Task to complete:
In the records below, some lines hold the word "complexity". Copy each of those lines.

Collected data
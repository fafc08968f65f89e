// ============================
// crates/backend-lib/src/auth/password.rs
// ============================
//! Password hashing and verification.
use scrypt::{
    password_hash::{rand_core::OsRng, PasswordHash, PasswordHasher, PasswordVerifier, SaltString},
    Params, Scrypt,
};
use serde::{Deserialize, Serialize};
use zeroize::Zeroize;

/// Minimum password length
pub const MIN_PASSWORD_LENGTH: usize = 10;

/// Password complexity requirements
#[derive(Debug, Clone, PartialEq, Eq, Serialize, Deserialize)]
#[serde(default)]
pub struct PasswordRequirements {
    pub min_length: usize,
    pub require_uppercase: bool,
    pub require_lowercase: bool,
    pub require_digit: bool,
    pub require_special: bool,
}

impl Default for PasswordRequirements {
    fn default() -> Self {
        Self {
            min_length: MIN_PASSWORD_LENGTH,
            require_uppercase: true,
            require_lowercase: true,
            require_digit: true,
            require_special: true,
        }
    }
}

/// Hash a password using scrypt with explicit cost parameters
pub fn hash_password_with(plain: &str, params: Params) -> anyhow::Result<String> {
    let salt = SaltString::generate(&mut OsRng);
    let hash = Scrypt
        .hash_password_customized(plain.as_bytes(), None, None, params, &salt)?
        .to_string();
    Ok(hash)
}

/// Securely hash a password and zeroize the original
pub fn hash_password_secure(plain: &mut String, params: Params) -> anyhow::Result<String> {
    let hash = hash_password_with(plain, params);
    plain.zeroize();
    hash
}

/// Verify a password against a PHC hash string.
///
/// The cost parameters are read from the hash itself.
pub fn verify_password(hash: &str, plain: &str) -> bool {
    let parsed_hash = match PasswordHash::new(hash) {
        Ok(h) => h,
        Err(_) => return false,
    };
    Scrypt.verify_password(plain.as_bytes(), &parsed_hash).is_ok()
}

/// Check if a password meets the complexity requirements
pub fn validate_password_strength(password: &str, requirements: &PasswordRequirements) -> bool {
    if password.chars().count() < requirements.min_length {
        return false;
    }

    if requirements.require_uppercase && !password.chars().any(char::is_uppercase) {
        return false;
    }

    if requirements.require_lowercase && !password.chars().any(char::is_lowercase) {
        return false;
    }

    if requirements.require_digit && !password.chars().any(|c| c.is_ascii_digit()) {
        return false;
    }

    if requirements.require_special && !password.chars().any(|c| !c.is_alphanumeric()) {
        return false;
    }

    true
}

Output:
/// Password complexity requirements
/// Check if a password meets the complexity requirements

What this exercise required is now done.